• _What you need to do_: With no additions or omissions, print the listing that follows.

• _Data in this exercise_:
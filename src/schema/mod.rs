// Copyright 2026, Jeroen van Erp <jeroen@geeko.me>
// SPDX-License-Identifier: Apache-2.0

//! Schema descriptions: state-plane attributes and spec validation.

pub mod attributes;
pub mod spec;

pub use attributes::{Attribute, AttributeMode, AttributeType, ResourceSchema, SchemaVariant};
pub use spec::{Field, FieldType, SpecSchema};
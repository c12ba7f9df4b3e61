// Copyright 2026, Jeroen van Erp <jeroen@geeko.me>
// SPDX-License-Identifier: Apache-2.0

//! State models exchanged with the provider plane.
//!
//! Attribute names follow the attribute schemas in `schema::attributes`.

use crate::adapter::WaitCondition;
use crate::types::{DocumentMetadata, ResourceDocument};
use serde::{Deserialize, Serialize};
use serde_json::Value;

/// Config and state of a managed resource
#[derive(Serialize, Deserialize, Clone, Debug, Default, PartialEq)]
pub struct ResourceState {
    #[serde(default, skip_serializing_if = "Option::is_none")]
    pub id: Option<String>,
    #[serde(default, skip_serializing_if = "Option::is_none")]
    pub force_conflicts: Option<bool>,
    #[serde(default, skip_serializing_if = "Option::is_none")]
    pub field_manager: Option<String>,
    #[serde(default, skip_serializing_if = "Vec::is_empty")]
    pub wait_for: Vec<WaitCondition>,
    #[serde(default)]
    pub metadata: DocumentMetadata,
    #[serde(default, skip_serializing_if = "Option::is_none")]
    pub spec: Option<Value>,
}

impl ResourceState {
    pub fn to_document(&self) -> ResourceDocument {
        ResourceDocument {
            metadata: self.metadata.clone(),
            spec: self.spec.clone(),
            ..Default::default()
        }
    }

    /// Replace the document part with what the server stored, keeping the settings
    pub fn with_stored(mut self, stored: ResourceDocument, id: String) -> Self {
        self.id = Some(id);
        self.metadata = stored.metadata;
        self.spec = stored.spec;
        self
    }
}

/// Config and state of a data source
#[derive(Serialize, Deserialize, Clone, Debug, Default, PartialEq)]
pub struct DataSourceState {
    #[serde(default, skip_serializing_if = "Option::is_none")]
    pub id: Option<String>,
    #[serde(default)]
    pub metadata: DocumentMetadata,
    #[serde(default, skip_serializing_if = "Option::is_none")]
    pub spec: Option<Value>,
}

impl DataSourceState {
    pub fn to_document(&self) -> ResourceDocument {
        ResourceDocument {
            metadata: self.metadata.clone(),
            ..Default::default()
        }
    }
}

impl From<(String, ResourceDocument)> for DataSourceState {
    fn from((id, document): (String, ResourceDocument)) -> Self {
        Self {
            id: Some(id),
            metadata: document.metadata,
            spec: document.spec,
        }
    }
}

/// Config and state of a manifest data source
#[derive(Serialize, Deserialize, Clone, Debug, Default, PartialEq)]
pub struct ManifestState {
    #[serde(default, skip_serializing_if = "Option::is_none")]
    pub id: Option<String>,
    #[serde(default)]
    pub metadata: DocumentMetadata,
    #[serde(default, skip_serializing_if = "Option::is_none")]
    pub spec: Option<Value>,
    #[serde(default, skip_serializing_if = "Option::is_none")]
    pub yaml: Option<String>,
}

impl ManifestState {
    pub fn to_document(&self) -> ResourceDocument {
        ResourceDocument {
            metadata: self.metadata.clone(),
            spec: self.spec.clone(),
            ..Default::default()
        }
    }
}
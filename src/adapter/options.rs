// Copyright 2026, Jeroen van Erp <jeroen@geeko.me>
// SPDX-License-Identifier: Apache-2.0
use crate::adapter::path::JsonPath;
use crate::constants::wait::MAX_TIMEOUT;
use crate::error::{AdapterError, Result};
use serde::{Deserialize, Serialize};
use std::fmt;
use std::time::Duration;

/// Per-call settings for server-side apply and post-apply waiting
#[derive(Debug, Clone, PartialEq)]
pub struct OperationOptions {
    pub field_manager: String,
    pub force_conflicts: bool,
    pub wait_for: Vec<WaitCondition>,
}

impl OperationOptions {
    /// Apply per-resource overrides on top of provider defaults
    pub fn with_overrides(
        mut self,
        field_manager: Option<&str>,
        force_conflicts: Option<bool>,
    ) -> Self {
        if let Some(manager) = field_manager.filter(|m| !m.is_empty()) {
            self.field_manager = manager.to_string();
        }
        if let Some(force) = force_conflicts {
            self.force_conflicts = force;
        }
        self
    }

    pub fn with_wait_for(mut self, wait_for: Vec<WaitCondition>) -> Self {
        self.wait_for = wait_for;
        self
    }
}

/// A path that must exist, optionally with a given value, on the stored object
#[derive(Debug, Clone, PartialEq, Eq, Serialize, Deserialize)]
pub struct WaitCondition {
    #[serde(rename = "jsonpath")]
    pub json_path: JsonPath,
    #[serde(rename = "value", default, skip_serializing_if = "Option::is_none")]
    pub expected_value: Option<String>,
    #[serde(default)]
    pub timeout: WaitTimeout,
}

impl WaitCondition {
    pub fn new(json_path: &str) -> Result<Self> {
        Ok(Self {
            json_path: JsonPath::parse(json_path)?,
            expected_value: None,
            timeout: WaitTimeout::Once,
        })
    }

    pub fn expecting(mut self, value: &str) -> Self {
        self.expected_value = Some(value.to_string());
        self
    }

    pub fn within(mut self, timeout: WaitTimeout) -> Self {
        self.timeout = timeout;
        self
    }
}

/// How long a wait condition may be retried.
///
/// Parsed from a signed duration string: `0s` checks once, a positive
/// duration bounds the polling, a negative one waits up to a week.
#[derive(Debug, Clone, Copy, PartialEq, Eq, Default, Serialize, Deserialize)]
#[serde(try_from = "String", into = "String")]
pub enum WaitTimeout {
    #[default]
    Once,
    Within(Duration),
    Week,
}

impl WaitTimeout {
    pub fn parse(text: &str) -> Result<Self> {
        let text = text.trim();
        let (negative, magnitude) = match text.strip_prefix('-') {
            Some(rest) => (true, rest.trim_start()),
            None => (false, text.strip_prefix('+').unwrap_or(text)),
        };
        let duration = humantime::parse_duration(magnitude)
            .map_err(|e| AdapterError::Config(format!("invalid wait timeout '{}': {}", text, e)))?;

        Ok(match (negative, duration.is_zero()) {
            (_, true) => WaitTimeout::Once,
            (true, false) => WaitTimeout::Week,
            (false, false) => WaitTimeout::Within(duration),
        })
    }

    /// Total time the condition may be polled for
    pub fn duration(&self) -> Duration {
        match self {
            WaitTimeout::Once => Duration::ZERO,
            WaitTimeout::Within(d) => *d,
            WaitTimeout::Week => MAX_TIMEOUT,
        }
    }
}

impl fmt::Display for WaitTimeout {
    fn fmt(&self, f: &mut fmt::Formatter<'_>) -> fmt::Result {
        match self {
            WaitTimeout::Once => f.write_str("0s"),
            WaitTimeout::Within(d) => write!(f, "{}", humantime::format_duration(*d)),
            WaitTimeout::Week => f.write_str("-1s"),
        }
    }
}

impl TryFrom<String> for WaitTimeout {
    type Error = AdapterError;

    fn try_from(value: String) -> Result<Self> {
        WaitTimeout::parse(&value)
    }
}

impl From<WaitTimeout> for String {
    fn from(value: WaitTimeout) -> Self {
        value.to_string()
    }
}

• _The completed task_:
filename src/schema/mod.rs
// Copyright 2026, Jeroen van Erp <jeroen@geeko.me>
// SPDX-License-Identifier: Apache-2.0

//! Schema descriptions: state-plane attributes and spec validation.

pub mod attributes;
pub mod spec;

pub use attributes::{Attribute, AttributeMode, AttributeType, ResourceSchema, SchemaVariant};
pub use spec::{Field, FieldType, SpecSchema};
repository c12ba7f9df4b3e61
// Copyright 2026, Jeroen van Erp <jeroen@geeko.me>
// SPDX-License-Identifier: Apache-2.0

//! State models exchanged with the provider plane.
//!
//! Attribute names follow the attribute schemas in `schema::attributes`.

use crate::adapter::WaitCondition;
use crate::types::{DocumentMetadata, ResourceDocument};
use serde::{Deserialize, Serialize};
use serde_json::Value;

/// Config and state of a managed resource
#[derive(Serialize, Deserialize, Clone, Debug, Default, PartialEq)]
pub struct ResourceState {
    #[serde(default, skip_serializing_if = "Option::is_none")]
    pub id: Option<String>,
    #[serde(default, skip_serializing_if = "Option::is_none")]
    pub force_conflicts: Option<bool>,
    #[serde(default, skip_serializing_if = "Option::is_none")]
    pub field_manager: Option<String>,
    #[serde(default, skip_serializing_if = "Vec::is_empty")]
    pub wait_for: Vec<WaitCondition>,
    #[serde(default)]
    pub metadata: DocumentMetadata,
    #[serde(default, skip_serializing_if = "Option::is_none")]
    pub spec: Option<Value>,
}

impl ResourceState {
    pub fn to_document(&self) -> ResourceDocument {
        ResourceDocument {
            metadata: self.metadata.clone(),
            spec: self.spec.clone(),
            ..Default::default()
        }
    }

    /// Replace the document part with what the server stored, keeping the settings
    pub fn with_stored(mut self, stored: ResourceDocument, id: String) -> Self {
        self.id = Some(id);
        self.metadata = stored.metadata;
        self.spec = stored.spec;
        self
    }
}

/// Config and state of a data source
#[derive(Serialize, Deserialize, Clone, Debug, Default, PartialEq)]
pub struct DataSourceState {
    #[serde(default, skip_serializing_if = "Option::is_none")]
    pub id: Option<String>,
    #[serde(default)]
    pub metadata: DocumentMetadata,
    #[serde(default, skip_serializing_if = "Option::is_none")]
    pub spec: Option<Value>,
}

impl DataSourceState {
    pub fn to_document(&self) -> ResourceDocument {
        ResourceDocument {
            metadata: self.metadata.clone(),
            ..Default::default()
        }
    }
}

impl From<(String, ResourceDocument)> for DataSourceState {
    fn from((id, document): (String, ResourceDocument)) -> Self {
        Self {
            id: Some(id),
            metadata: document.metadata,
            spec: document.spec,
        }
    }
}

/// Config and state of a manifest data source
#[derive(Serialize, Deserialize, Clone, Debug, Default, PartialEq)]
pub struct ManifestState {
    #[serde(default, skip_serializing_if = "Option::is_none")]
    pub id: Option<String>,
    #[serde(default)]
    pub metadata: DocumentMetadata,
    #[serde(default, skip_serializing_if = "Option::is_none")]
    pub spec: Option<Value>,
    #[serde(default, skip_serializing_if = "Option::is_none")]
    pub yaml: Option<String>,
}

impl ManifestState {
    pub fn to_document(&self) -> ResourceDocument {
        ResourceDocument {
            metadata: self.metadata.clone(),
            spec: self.spec.clone(),
            ..Default::default()
        }
    }
}
filename src/adapter/options.rs
// Copyright 2026, Jeroen van Erp <jeroen@geeko.me>
// SPDX-License-Identifier: Apache-2.0
use crate::adapter::path::JsonPath;
use crate::constants::wait::MAX_TIMEOUT;
use crate::error::{AdapterError, Result};
use serde::{Deserialize, Serialize};
use std::fmt;
use std::time::Duration;

/// Per-call settings for server-side apply and post-apply waiting
#[derive(Debug, Clone, PartialEq)]
pub struct OperationOptions {
    pub field_manager: String,
    pub force_conflicts: bool,
    pub wait_for: Vec<WaitCondition>,
}

impl OperationOptions {
    /// Apply per-resource overrides on top of provider defaults
    pub fn with_overrides(
        mut self,
        field_manager: Option<&str>,
        force_conflicts: Option<bool>,
    ) -> Self {
        if let Some(manager) = field_manager.filter(|m| !m.is_empty()) {
            self.field_manager = manager.to_string();
        }
        if let Some(force) = force_conflicts {
            self.force_conflicts = force;
        }
        self
    }

    pub fn with_wait_for(mut self, wait_for: Vec<WaitCondition>) -> Self {
        self.wait_for = wait_for;
        self
    }
}

/// A path that must exist, optionally with a given value, on the stored object
#[derive(Debug, Clone, PartialEq, Eq, Serialize, Deserialize)]
pub struct WaitCondition {
    #[serde(rename = "jsonpath")]
    pub json_path: JsonPath,
    #[serde(rename = "value", default, skip_serializing_if = "Option::is_none")]
    pub expected_value: Option<String>,
    #[serde(default)]
    pub timeout: WaitTimeout,
}

impl WaitCondition {
    pub fn new(json_path: &str) -> Result<Self> {
        Ok(Self {
            json_path: JsonPath::parse(json_path)?,
            expected_value: None,
            timeout: WaitTimeout::Once,
        })
    }

    pub fn expecting(mut self, value: &str) -> Self {
        self.expected_value = Some(value.to_string());
        self
    }

    pub fn within(mut self, timeout: WaitTimeout) -> Self {
        self.timeout = timeout;
        self
    }
}

/// How long a wait condition may be retried.
///
/// Parsed from a signed duration string: `0s` checks once, a positive
/// duration bounds the polling, a negative one waits up to a week.
#[derive(Debug, Clone, Copy, PartialEq, Eq, Default, Serialize, Deserialize)]
#[serde(try_from = "String", into = "String")]
pub enum WaitTimeout {
    #[default]
    Once,
    Within(Duration),
    Week,
}

impl WaitTimeout {
    pub fn parse(text: &str) -> Result<Self> {
        let text = text.trim();
        let (negative, magnitude) = match text.strip_prefix('-') {
            Some(rest) => (true, rest.trim_start()),
            None => (false, text.strip_prefix('+').unwrap_or(text)),
        };
        let duration = humantime::parse_duration(magnitude)
            .map_err(|e| AdapterError::Config(format!("invalid wait timeout '{}': {}", text, e)))?;

        Ok(match (negative, duration.is_zero()) {
            (_, true) => WaitTimeout::Once,
            (true, false) => WaitTimeout::Week,
            (false, false) => WaitTimeout::Within(duration),
        })
    }

    /// Total time the condition may be polled for
    pub fn duration(&self) -> Duration {
        match self {
            WaitTimeout::Once => Duration::ZERO,
            WaitTimeout::Within(d) => *d,
            WaitTimeout::Week => MAX_TIMEOUT,
        }
    }
}

impl fmt::Display for WaitTimeout {
    fn fmt(&self, f: &mut fmt::Formatter<'_>) -> fmt::Result {
        match self {
            WaitTimeout::Once => f.write_str("0s"),
            WaitTimeout::Within(d) => write!(f, "{}", humantime::format_duration(*d)),
            WaitTimeout::Week => f.write_str("-1s"),
        }
    }
}

impl TryFrom<String> for WaitTimeout {
    type Error = AdapterError;

    fn try_from(value: String) -> Result<Self> {
        WaitTimeout::parse(&value)
    }
}

impl From<WaitTimeout> for String {
    fn from(value: WaitTimeout) -> Self {
        value.to_string()
    }
}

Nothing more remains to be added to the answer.